The New York Times reports that a yearlong, randomized trial conducted in the UK shows that e-cigarettes are nearly twice as effective as smoking cessation products like patches or gum, which in the United States are the only two smoking cessation products approved by the FDA. In other words, e-cigarettes save lives. 

According to the Times:

The study, published Wednesday in the New England Journal of Medicine, found that e-cigarettes were nearly twice as effective as conventional nicotine replacement products, like patches and gum, for quitting smoking.

The success rate was still low — 18 percent among the e-cigarette group, compared to 9.9 percent among those using traditional nicotine replacement therapy — but many researchers who study tobacco and nicotine said it gave them the clear evidence they had been lookingfor.

“This is a seminal study,” said Dr. Neal L. Benowitz, chief of clinical pharmacology at the University of California, San Francisco, an expert in nicotine absorption and tobacco-related illnesses, who was not involved in the project. “It is so important to the field.”

Given this news, you’d think FDA Administrator Scott Gottlieb would hold a press conference informing the public of this enormous public health win.

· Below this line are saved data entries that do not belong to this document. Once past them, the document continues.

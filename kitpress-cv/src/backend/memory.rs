//! Virtual-filesystem backend
//!
//! For environments where inputs are ephemeral byte copies: stages bytes
//! into a [`VirtualFs`], runs the embedded engine, reads the result back and
//! materializes it through an [`OutputSink`]. Staged virtual files are
//! deleted after every item to bound memory.

use super::ConvertBackend;
use crate::engine::{build_engine_args, VirtualEngine, VirtualFs};
use crate::error::{ConvertError, ConvertResult};
use crate::naming;
use crate::types::{ConversionOptions, FileItem};
use async_trait::async_trait;
use kitpress_common::Error;
use std::collections::{HashMap, HashSet};
use tracing::debug;

/// Destination for materialized output bytes
///
/// Two shapes exist in practice: a writable directory handle, and a
/// download trigger that has no inspectable destination at all.
#[async_trait]
pub trait OutputSink: Send {
    /// Whether content already exists under a name
    async fn probe(&self, name: &str) -> ConvertResult<bool>;

    /// Place output bytes under a name
    async fn write(&mut self, name: &str, bytes: Vec<u8>) -> ConvertResult<()>;

    /// Create a folder if the destination supports folders
    async fn ensure_folder(&mut self, folder: &str) -> ConvertResult<()>;

    /// Whether an existing name should raise a user prompt
    fn prompts_on_conflict(&self) -> bool {
        true
    }
}

/// Directory-handle analog: named outputs in one writable folder
#[derive(Debug, Default)]
pub struct FolderSink {
    files: HashMap<String, Vec<u8>>,
}

impl FolderSink {
    pub fn new() -> Self {
        Self::default()
    }

    /// Pre-populate a name, as if the folder already held content
    pub fn preload(&mut self, name: impl Into<String>, bytes: Vec<u8>) {
        self.files.insert(name.into(), bytes);
    }

    pub fn get(&self, name: &str) -> Option<&[u8]> {
        self.files.get(name).map(Vec::as_slice)
    }

    pub fn names(&self) -> Vec<&str> {
        self.files.keys().map(String::as_str).collect()
    }

    pub fn len(&self) -> usize {
        self.files.len()
    }

    pub fn is_empty(&self) -> bool {
        self.files.is_empty()
    }
}

#[async_trait]
impl OutputSink for FolderSink {
    async fn probe(&self, name: &str) -> ConvertResult<bool> {
        Ok(self.files.contains_key(name))
    }

    async fn write(&mut self, name: &str, bytes: Vec<u8>) -> ConvertResult<()> {
        self.files.insert(name.to_string(), bytes);
        Ok(())
    }

    async fn ensure_folder(&mut self, _folder: &str) -> ConvertResult<()> {
        // Folder paths are plain key prefixes here.
        Ok(())
    }
}

/// Download-trigger analog: each output is handed off, nothing is probeable
///
/// There is no destination to inspect, so conflicts never prompt; names
/// already handed off this batch are reserved and auto-disambiguated
/// against.
#[derive(Debug, Default)]
pub struct DownloadSink {
    delivered: Vec<(String, Vec<u8>)>,
    reserved: HashSet<String>,
}

impl DownloadSink {
    pub fn new() -> Self {
        Self::default()
    }

    /// Outputs handed off so far, in order
    pub fn delivered(&self) -> &[(String, Vec<u8>)] {
        &self.delivered
    }
}

#[async_trait]
impl OutputSink for DownloadSink {
    async fn probe(&self, name: &str) -> ConvertResult<bool> {
        Ok(self.reserved.contains(name))
    }

    async fn write(&mut self, name: &str, bytes: Vec<u8>) -> ConvertResult<()> {
        self.reserved.insert(name.to_string());
        self.delivered.push((name.to_string(), bytes));
        Ok(())
    }

    async fn ensure_folder(&mut self, folder: &str) -> ConvertResult<()> {
        Err(ConvertError::Common(Error::InvalidInput(format!(
            "download destination cannot hold a '{}' folder",
            folder
        ))))
    }

    fn prompts_on_conflict(&self) -> bool {
        false
    }
}

/// Backend staging ephemeral inputs through a virtual filesystem
pub struct VirtualBackend<E: VirtualEngine, S: OutputSink> {
    engine: E,
    fs: VirtualFs,
    sink: S,
    seq: usize,
}

impl<E: VirtualEngine, S: OutputSink> VirtualBackend<E, S> {
    pub fn new(engine: E, sink: S) -> Self {
        Self {
            engine,
            fs: VirtualFs::new(),
            sink,
            seq: 0,
        }
    }

    /// The sink, for inspecting placed outputs
    pub fn sink(&self) -> &S {
        &self.sink
    }

    pub fn sink_mut(&mut self) -> &mut S {
        &mut self.sink
    }

    /// Number of entries currently staged in the virtual filesystem
    pub fn staged_files(&self) -> usize {
        self.fs.len()
    }

    fn input_bytes<'a>(&self, item: &'a FileItem) -> ConvertResult<&'a [u8]> {
        item.bytes().ok_or_else(|| {
            ConvertError::Common(Error::InvalidInput(format!(
                "item '{}' has no in-memory bytes",
                item.name
            )))
        })
    }
}

#[async_trait]
impl<E: VirtualEngine + Sync, S: OutputSink + Sync> ConvertBackend for VirtualBackend<E, S> {
    fn candidate(&self, item: &FileItem, suffix: u32) -> ConvertResult<String> {
        Ok(naming::derive_output_name(&item.name, suffix))
    }

    async fn probe(&self, target: &str) -> ConvertResult<bool> {
        self.sink.probe(target).await
    }

    fn is_self_target(&self, _item: &FileItem, _target: &str) -> bool {
        // Inputs are fetched copies; the user's original file is never at
        // the destination.
        false
    }

    async fn convert(
        &mut self,
        item: &FileItem,
        target: &str,
        options: &ConversionOptions,
    ) -> ConvertResult<()> {
        let bytes = self.input_bytes(item)?.to_vec();

        let seq = self.seq;
        self.seq += 1;
        let virtual_input = format!("input_{}_{}", seq, item.name);
        let virtual_output = format!("output_{}.{}", seq, naming::TARGET_EXTENSION);

        debug!(
            input = %virtual_input,
            output = %virtual_output,
            "Staging item into virtual filesystem"
        );

        self.fs.write_file(&virtual_input, bytes);
        // Virtual outputs are always fresh names; no overwrite forcing.
        let args = build_engine_args(&virtual_input, &virtual_output, options, false);
        let run = self.engine.exec(&mut self.fs, &args).await;

        let outcome = match run {
            Ok(()) => match self.fs.read_file(&virtual_output) {
                Some(result) => self.sink.write(target, result.to_vec()).await,
                None => Err(ConvertError::EngineFailed(format!(
                    "engine produced no output for '{}'",
                    item.name
                ))),
            },
            Err(e) => Err(e),
        };

        // Staged entries are deleted regardless of outcome to bound memory.
        self.fs.delete_file(&virtual_input);
        self.fs.delete_file(&virtual_output);

        outcome
    }

    async fn convert_replacing(
        &mut self,
        item: &FileItem,
        target: &str,
        options: &ConversionOptions,
    ) -> ConvertResult<()> {
        // Replacement never arises for disposable in-memory inputs.
        self.convert(item, target, options).await
    }

    async fn kit_target(&mut self, folder: &str, name: &str) -> ConvertResult<String> {
        self.sink.ensure_folder(folder).await?;
        Ok(format!("{}/{}", folder, name))
    }

    fn prompts_on_conflict(&self) -> bool {
        self.sink.prompts_on_conflict()
    }
}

After all, not only are e-cigarettes helping people quit, they are 95 percent less harmful than traditional cigarettes. 

Yet, sadly, polls show that of the 37.8 million adults in the United States who currently smoke, roughly 65 percent think e-cigarettes are just as harmful as smoking traditional cigarettes. 

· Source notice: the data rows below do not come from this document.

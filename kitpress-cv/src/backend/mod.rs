//! Placement backends
//!
//! The driver is backend-agnostic: everything environment-specific — where
//! candidates live, how existence is probed, how bytes are placed — sits
//! behind this trait. Targets are opaque strings: full paths on the
//! persistent-path backend, bare names on the virtual-filesystem backend.

mod desktop;
mod memory;

pub use desktop::DesktopBackend;
pub use memory::{DownloadSink, FolderSink, OutputSink, VirtualBackend};

use crate::error::ConvertResult;
use crate::types::{ConversionOptions, FileItem};
use async_trait::async_trait;

/// Capability interface the batch driver sequences against
#[async_trait]
pub trait ConvertBackend: Send {
    /// Candidate output target for an item at a disambiguation suffix
    fn candidate(&self, item: &FileItem, suffix: u32) -> ConvertResult<String>;

    /// Whether content already exists at a target
    async fn probe(&self, target: &str) -> ConvertResult<bool>;

    /// Whether a target is the item's own input location
    ///
    /// Case sensitivity follows the environment: case-insensitive where the
    /// filesystem is, case-sensitive otherwise. Always false for ephemeral
    /// inputs — a fetched in-memory copy is never the user's original file.
    fn is_self_target(&self, item: &FileItem, target: &str) -> bool;

    /// Convert an item into a target that is distinct from its input
    async fn convert(
        &mut self,
        item: &FileItem,
        target: &str,
        options: &ConversionOptions,
    ) -> ConvertResult<()>;

    /// Convert an item whose target equals its own input
    ///
    /// Must route through a fresh temporary location and atomically replace
    /// the original afterwards; the engine reads its input incrementally
    /// while writing, so converting in place is never safe.
    async fn convert_replacing(
        &mut self,
        item: &FileItem,
        target: &str,
        options: &ConversionOptions,
    ) -> ConvertResult<()>;

    /// Target inside the kit destination folder, creating the folder if absent
    async fn kit_target(&mut self, folder: &str, name: &str) -> ConvertResult<String>;

    /// Whether an existing target should raise a user prompt
    ///
    /// Destinations with no inspectable content (download triggers) return
    /// false; collisions there are auto-disambiguated instead of prompted.
    fn prompts_on_conflict(&self) -> bool {
        true
    }
}

/// Last component of a target, for prompts and log events
pub fn display_name(target: &str) -> &str {
    target
        .rsplit(['/', '\\'])
        .next()
        .filter(|part| !part.is_empty())
        .unwrap_or(target)
}

#[cfg(test)]
mod tests {
    use super::*;

    #[test]
    fn display_name_takes_the_last_component() {
        assert_eq!(display_name("/music/loops/break.wav"), "break.wav");
        assert_eq!(display_name("C:\\music\\break.wav"), "break.wav");
        assert_eq!(display_name("break.wav"), "break.wav");
        assert_eq!(display_name("H/0.wav"), "0.wav");
    }
}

Shouldn’t Administrator Gottlieb work hard to correct this misperception among current smokers? In fact, you might even expect him to plead with current smokers to switch to e-cigarettes. 

Yet, instead of an official statement or press release about this new UK study (none appear on the FDA website) or any statement about how adult smokers need to switch to safer e-cigarettes, Gottlieb offered a milquetoast tweet (emphasis mine) saying the FDA is “…committed to the promise that e-cigs can help currently addicted adult smokers quit; and improve their health by doing so…” adding that the agency’s “urgent concerns are kids use of these products, and how to arrest it without substantially impeding adults.” 

Yet, the FDA’s current and continued actions against the e-cigarette industry are impeding current smokers’ access to e-cigarettes. The FDA has been aggressive in taking vaping products out of the marketplace and has even threatened to harm companies that can’t “prove” they don’t market or sell to kids when it’s already illegal for these companies to market and sell e-cigarettes to kids. In fact, most e-cigarette companies endorse increasing the legal smoking age to 21, from 18 years old. What else can these companies do?

And while Gottlieb continues to promote the idea that there’s a teen vaping epidemic, the data doesn’t bare this out at all. In fact, the number of habitual teen e-cigarette users is only around 6 percent. That’s still too many, for sure, but that’s hardly an epidemic worthy of harming adult smokers who need more smoking cessation products to choose from. 

Last year, I testified before the FDA about how women in particular don’t respond well to patches and gum as nicotine replacement therapies. Studies show that women smoke for reasons other than the nicotine—mainly the habits that go along with the smoking. Therefore, when the FDA only approves nicotine replacement therapies (gum and patches) and not products that help smokers mimic the physical habits of smoking (deep breathing, hand to mouth contact, social rituals, having to go outside and taking a break from work), women don’t find as much success with these products. 

Gottlieb claims he cares for the plight of smokers trying to quit. I’m sure he does, but if he really wanted to help this demographic of Americans, he’d do more to correct misperceptions about e-cigarette safety, instead of stoking fears. And most importantly, he’d make these products more widely available. 

Right now, Gottlieb and the FDA are standing in the way of millions of people switching to safer products that might actually work to help them stop a deadly habit. That’s a public health crisis worth addressing.